Sorry, I did say something about a grocery store, earlier – but what I said, I was told by a former city commissioner who told me that there would never be another grocery store in Madison. I’m sorry if that was a deep dark secret. And I never blamed Bethel for that at all.
Eve,
No one is talking to you about Bethel. No one is attacking you, in fact, no one was even addressing you as far as Bethel goes. You injected yourself into that one. When I want to address you, I will make that apparent.
As for the grocery store, what commissioner?…and what was his reasoning?
Eve, in the same derogatory sentence with tax giveaways Ms. Nagel lumped Bethel and its church affiliations in the subject. Bethel does not deserve that. I thought the post was about TIF’s? And besides, Bethel does employ quite a few area folks that does help city revenue which is also contrary to the spirit of the post.
Interestingly, the county also approved TIF funds for two other recently completed rental properties.

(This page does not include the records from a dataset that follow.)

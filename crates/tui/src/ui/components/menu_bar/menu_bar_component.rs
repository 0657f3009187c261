use crossterm::event::{KeyEvent, MouseButton, MouseEvent, MouseEventKind};
use menubar_types::{MenuBarEffect, Msg};
use menubar_util::{padded_width, truncate_to_width};
use ratatui::{
    Frame,
    layout::Rect,
    text::{Line, Span},
    widgets::{Block, Clear, Paragraph},
};

use super::{MenuBarState, WidthProvider};
use super::navigator::FocusContext;
use crate::app::App;
use crate::ui::components::Component;
use crate::ui::theme::{
    Theme,
    theme_helpers::{self as th, menu_entry_style},
};

/// Renders the menu bar and wires it into the app's event flow.
///
/// Layout state is owned by [`MenuBarState`]; this component only draws what
/// the last classification decided and forwards input.
#[derive(Debug, Default)]
pub struct MenuBarComponent;

impl MenuBarComponent {
    pub fn new() -> Self {
        Self
    }
}

impl Component for MenuBarComponent {
    fn handle_message(&mut self, app: &mut App, msg: &Msg) -> Vec<MenuBarEffect> {
        match msg {
            Msg::Tick => {
                let widths = app.menu_bar.terminal_width_provider();
                app.menu_bar.on_frame(&widths)
            }
            Msg::SlotChanged(children) => {
                app.menu_bar.set_children(children.clone());
                Vec::new()
            }
            // The next render observes the new container width.
            Msg::Resize(..) => Vec::new(),
        }
    }

    fn handle_key_events(&mut self, app: &mut App, key: KeyEvent) -> Vec<MenuBarEffect> {
        if app.menu_bar.focus_context() == FocusContext::Outside {
            app.menu_bar.sync_focus_from_flags();
        }
        app.menu_bar.handle_key(key)
    }

    fn handle_mouse_events(&mut self, app: &mut App, mouse: MouseEvent) -> Vec<MenuBarEffect> {
        if mouse.kind != MouseEventKind::Down(MouseButton::Left) {
            return Vec::new();
        }
        if !app.menu_bar.root_contains(mouse.column, mouse.row) {
            return Vec::new();
        }
        app.menu_bar.handle_pointer_down(mouse.column, mouse.row)
    }

    fn render(&mut self, frame: &mut Frame, rect: Rect, app: &mut App) {
        render_menu_bar(frame, rect, &mut app.menu_bar, &*app.theme);
    }

    fn get_hint_spans(&self, app: &App) -> Vec<Span<'_>> {
        let hints: &[(&str, &str)] = match app.menu_bar.focus_context() {
            FocusContext::Outside => &[],
            FocusContext::Bar { .. } => &[(" ←/→", " Navigate"), (" Enter", " Select"), (" Tab", " Next")],
            FocusContext::Toggle => &[(" Enter/↓", " Open"), (" ↑", " Open at end"), (" Esc", " Close")],
            FocusContext::Dropdown { .. } => &[(" ↑/↓", " Navigate"), (" Enter", " Select"), (" Esc", " Close")],
        };
        th::build_hint_spans(&*app.theme, hints)
    }
}

/// Draws the bar into `area` and records the geometry used for hit testing.
///
/// Visible items are drawn left to right at their measured widths, followed
/// by the toggle while anything overflows. An open dropdown is drawn below
/// the toggle, kept inside the frame.
pub fn render_menu_bar(frame: &mut Frame, area: Rect, state: &mut MenuBarState, theme: &dyn Theme) {
    state.observe_container(Some(area));
    frame.render_widget(Block::default().style(th::panel_style(theme)), area);

    let padding = state.item_padding();
    let widths = state.terminal_width_provider();
    let focus_context = state.focus_context();
    let split = state.split();
    let mut item_areas = vec![None; state.items().len()];
    let mut cursor = area.x;

    for index in split.visible() {
        let Some(item) = state.items().get(index) else {
            continue;
        };
        let remaining = area.right().saturating_sub(cursor);
        if remaining == 0 {
            break;
        }
        let width = match item.measured_width {
            0 => widths.measure(item),
            measured => measured,
        }
        .min(remaining);
        if width == 0 {
            continue;
        }
        let item_area = Rect::new(cursor, area.y, width, area.height);
        let focused = focus_context == FocusContext::Bar { index: Some(index) };
        let style = menu_entry_style(theme, item.disabled, item.selected, focused);
        let text = truncate_to_width(&pad_label(&item.label, padding), width);
        frame.render_widget(Paragraph::new(Line::from(Span::styled(text, style))), item_area);
        item_areas[index] = Some(item_area);
        cursor = cursor.saturating_add(width);
    }
    state.item_areas = item_areas;

    if !state.toggle_visible() {
        state.dropdown.anchor = None;
        return;
    }

    let toggle_text = widths.toggle_text();
    let toggle_width = widths.reserved_control_width().min(area.width);
    let toggle_x = cursor.min(area.right().saturating_sub(toggle_width));
    let anchor = Rect::new(toggle_x, area.y, toggle_width, area.height);
    let toggle_focused = matches!(focus_context, FocusContext::Toggle);
    let toggle_selected = state.selection_overflowed() || state.dropdown.is_open();
    let style = menu_entry_style(theme, false, toggle_selected, toggle_focused);
    let text = truncate_to_width(&pad_label(&toggle_text, padding), toggle_width);
    frame.render_widget(Paragraph::new(Line::from(Span::styled(text, style))), anchor);
    state.dropdown.anchor = Some(anchor);

    if state.dropdown.is_open() {
        render_dropdown(frame, anchor, state, theme);
    }
}

fn render_dropdown(frame: &mut Frame, anchor: Rect, state: &mut MenuBarState, theme: &dyn Theme) {
    let padding = state.item_padding();
    let bounds = frame.area();
    let widest = state
        .dropdown
        .entries()
        .iter()
        .map(|entry| padded_width(&entry.label, padding))
        .max()
        .unwrap_or(0);
    let entry_count = u16::try_from(state.dropdown.entries().len()).unwrap_or(u16::MAX);

    let width = widest.saturating_add(2).max(anchor.width).min(bounds.width);
    let x = anchor.x.min(bounds.right().saturating_sub(width));
    let y = anchor.bottom();
    let height = entry_count.saturating_add(2).min(bounds.bottom().saturating_sub(y));
    if width < 3 || height < 3 {
        state.dropdown.area = None;
        state.dropdown.entry_areas.clear();
        return;
    }
    let popup = Rect::new(x, y, width, height);

    let block = th::block(theme, None, true).style(theme.popup_style());
    let inner = block.inner(popup);
    frame.render_widget(Clear, popup);
    frame.render_widget(block, popup);

    let active = state.dropdown.active();
    let mut entry_areas = Vec::with_capacity(state.dropdown.entries().len());
    for (index, entry) in state.dropdown.entries().iter().enumerate() {
        let Ok(offset) = u16::try_from(index) else {
            break;
        };
        if offset >= inner.height {
            break;
        }
        let row = Rect::new(inner.x, inner.y + offset, inner.width, 1);
        let style = menu_entry_style(theme, entry.disabled, entry.selected, active == Some(index));
        let text = truncate_to_width(&pad_label(&entry.label, padding), row.width);
        frame.render_widget(Paragraph::new(Line::from(Span::styled(text, style))), row);
        entry_areas.push(row);
    }
    state.dropdown.area = Some(popup);
    state.dropdown.entry_areas = entry_areas;
}

fn pad_label(label: &str, padding: u16) -> String {
    let pad = " ".repeat(usize::from(padding));
    format!("{pad}{label}{pad}")
}

#[cfg(test)]
mod tests {
    use super::*;
    use crate::ui::components::menu_bar::pointer_bus::DocumentPointerBus;
    use crate::ui::theme::NordTheme;
    use menubar_types::{ActivationSource, ItemId, MenuItem, SlotChild};
    use menubar_util::MenuBarConfig;
    use ratatui::{Terminal, backend::TestBackend};

    fn state_with(labels: &[&str], bus: &mut DocumentPointerBus) -> MenuBarState {
        let mut state = MenuBarState::new(&MenuBarConfig::default());
        let children = labels
            .iter()
            .zip(0u32..)
            .map(|(label, id)| SlotChild::Item(MenuItem::new(id, *label)))
            .collect();
        state.set_children(children);
        state.mount(bus);
        state
    }

    fn draw(terminal: &mut Terminal<TestBackend>, state: &mut MenuBarState, bar_width: u16) {
        let theme = NordTheme::new();
        terminal
            .draw(|frame| render_menu_bar(frame, Rect::new(0, 0, bar_width, 1), state, &theme))
            .expect("draw");
    }

    /// Render, run the scheduled pass, release the guard, render again.
    fn draw_settled(terminal: &mut Terminal<TestBackend>, state: &mut MenuBarState, bar_width: u16) {
        draw(terminal, state, bar_width);
        let widths = state.terminal_width_provider();
        state.on_frame(&widths);
        state.on_frame(&widths);
        draw(terminal, state, bar_width);
    }

    fn row_text(terminal: &Terminal<TestBackend>, y: u16, from: u16, to: u16) -> String {
        let buffer = terminal.backend().buffer();
        (from..to).map(|x| buffer[(x, y)].symbol().to_string()).collect()
    }

    #[test]
    fn roomy_bar_draws_every_item_without_toggle() {
        let mut bus = DocumentPointerBus::new();
        let mut state = state_with(&["Home", "Docs", "Blog"], &mut bus);
        let mut terminal = Terminal::new(TestBackend::new(20, 4)).expect("terminal");

        draw_settled(&mut terminal, &mut state, 20);

        assert!(!state.toggle_visible());
        assert_eq!(row_text(&terminal, 0, 0, 18), " Home  Docs  Blog ");
        assert_eq!(state.item_areas[2], Some(Rect::new(12, 0, 6, 1)));
        assert!(state.dropdown.anchor.is_none());
    }

    #[test]
    fn narrow_bar_draws_toggle_after_visible_prefix() {
        let mut bus = DocumentPointerBus::new();
        let mut state = state_with(&["Home", "Docs", "Blog"], &mut bus);
        let mut terminal = Terminal::new(TestBackend::new(16, 6)).expect("terminal");

        // 18 cells needed, 16 available; reserving 8 for " More ▾ " leaves room for "Home".
        draw_settled(&mut terminal, &mut state, 16);

        assert_eq!(state.visible_items().len(), 1);
        assert_eq!(state.item_areas, vec![Some(Rect::new(0, 0, 6, 1)), None, None]);
        assert_eq!(state.dropdown.anchor, Some(Rect::new(6, 0, 8, 1)));
        assert_eq!(row_text(&terminal, 0, 0, 6), " Home ");
        assert_eq!(row_text(&terminal, 0, 6, 11), " More");
    }

    #[test]
    fn open_dropdown_lists_overflowed_items_and_pointer_selects() {
        let mut bus = DocumentPointerBus::new();
        let mut state = state_with(&["Home", "Docs", "Blog"], &mut bus);
        let mut terminal = Terminal::new(TestBackend::new(16, 6)).expect("terminal");
        draw_settled(&mut terminal, &mut state, 16);

        assert!(state.open_dropdown(None));
        draw(&mut terminal, &mut state, 16);

        assert_eq!(state.dropdown.area, Some(Rect::new(6, 1, 8, 4)));
        assert_eq!(state.dropdown.entry_areas.len(), 2);
        assert_eq!(row_text(&terminal, 2, 7, 13), " Docs ");
        assert_eq!(row_text(&terminal, 3, 7, 13), " Blog ");

        let effects = state.handle_pointer_down(8, 3);
        let selected: Vec<_> = effects
            .iter()
            .filter_map(|effect| match effect {
                MenuBarEffect::ItemSelected(event) => Some((event.item, event.source)),
                _ => None,
            })
            .collect();
        assert_eq!(selected, vec![(ItemId(2), ActivationSource::Dropdown)]);
        assert!(!state.dropdown.is_open());
        assert!(state.selection_overflowed());
    }

    #[test]
    fn dropdown_is_clamped_to_the_frame() {
        let mut bus = DocumentPointerBus::new();
        let mut state = state_with(&["Home", "Documentation"], &mut bus);
        let mut terminal = Terminal::new(TestBackend::new(16, 6)).expect("terminal");
        draw_settled(&mut terminal, &mut state, 16);
        assert!(state.open_dropdown(None));
        draw(&mut terminal, &mut state, 16);

        let popup = state.dropdown.area.expect("popup rendered");
        assert!(popup.right() <= 16);
        assert_eq!(popup.width, 16);
    }

    #[test]
    fn empty_labels_are_drawn_at_their_measured_width() {
        let mut bus = DocumentPointerBus::new();
        let mut state = state_with(&["Home", "", "", "", "Docs"], &mut bus);
        let mut terminal = Terminal::new(TestBackend::new(16, 4)).expect("terminal");

        // 6 + 2 + 2 + 2 + 6 cells do not fit in 16; the 8-cell budget keeps "Home" and one blank.
        draw_settled(&mut terminal, &mut state, 16);

        assert!(state.toggle_visible());
        assert_eq!(state.visible_items().len(), 2);
        assert_eq!(state.overflowed_items().len(), 3);
        for (item, area) in state.items().iter().zip(&state.item_areas) {
            if let Some(area) = area {
                assert_eq!(area.width, item.measured_width);
            }
        }
        assert_eq!(state.item_areas[1], Some(Rect::new(6, 0, 2, 1)));
        assert_eq!(state.dropdown.anchor, Some(Rect::new(8, 0, 8, 1)));
        assert_eq!(row_text(&terminal, 0, 0, 13), " Home    More");
    }

    #[test]
    fn clicking_inline_item_selects_it() {
        let mut bus = DocumentPointerBus::new();
        let mut state = state_with(&["Home", "Docs", "Blog"], &mut bus);
        let mut terminal = Terminal::new(TestBackend::new(20, 4)).expect("terminal");
        draw_settled(&mut terminal, &mut state, 20);

        let effects = state.handle_pointer_down(7, 0);
        assert_eq!(effects.first(), Some(&MenuBarEffect::FocusBar));
        assert_eq!(state.focus_context(), FocusContext::Bar { index: Some(1) });
        assert!(state.items()[1].selected);
    }
}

The multi-level units on South Union Avenue and the apartments on NE 3rd Street across from Baughman Park were the beneficiaries of TIF funding.
If studies indicate the demand for rental properties is as high as they say, this begs the question, why delay placing them on the tax rolls immediately?
As Cory pointed out, this “sure thing” development across from the new hospital doesn’t need to be funded at taxpayer expense.
There is no need to fund nearly twenty percent of this development’s projected cost with a delayed tax incentive.
I’m not sure if the understanding of TIFs here is clear. As I understand them – a TIF does NOT give the property owner a tax break. Essentially, what it does is direct all property taxes to the funding of infrastructure improvements within the TIF district (sewer, water, curb and gutter, streets, lighting) until same are fully paid. Once those are paid for in full, the tax goes into general funds. Essentially, it is a way to accelerate the payment for costs of basic development improvements – to 5 or 6 years. Otherwise, the property owner/developer/lot purchaser(s) would be paying those costs over a 30 year period, typically as an additional part of their taxes anyhow.
Thank you for the clarification, Richard.
Richard, here’s why I say tax break. If I were the developer building the project mapped above, I’d spend X dollars laying pipes and roads along with the cost of my buildings. I’d then pay Y dollars in property taxes over the first few years. With a TIF district, I get to pay X out of Y. My profit rises from COST – Y – X to COST – Y. Meanwhile, the county, city, and school district see their tax revenues drop from BASE + Y to BASE + Y – X. More money goes to my pocket than goes to public goods. That’s a tax break as surely as the SB 159 stealth vouchers, isn’t it?
Thinking about what Charlie said about previous TIFs for residential development: if the free market can bring workers to Madison, why can’t the free market also bring housing for those workers? Why isn’t the market creating its own equilibrium, in which the demand for labor translates into wages that would drive the construction of affordable housing?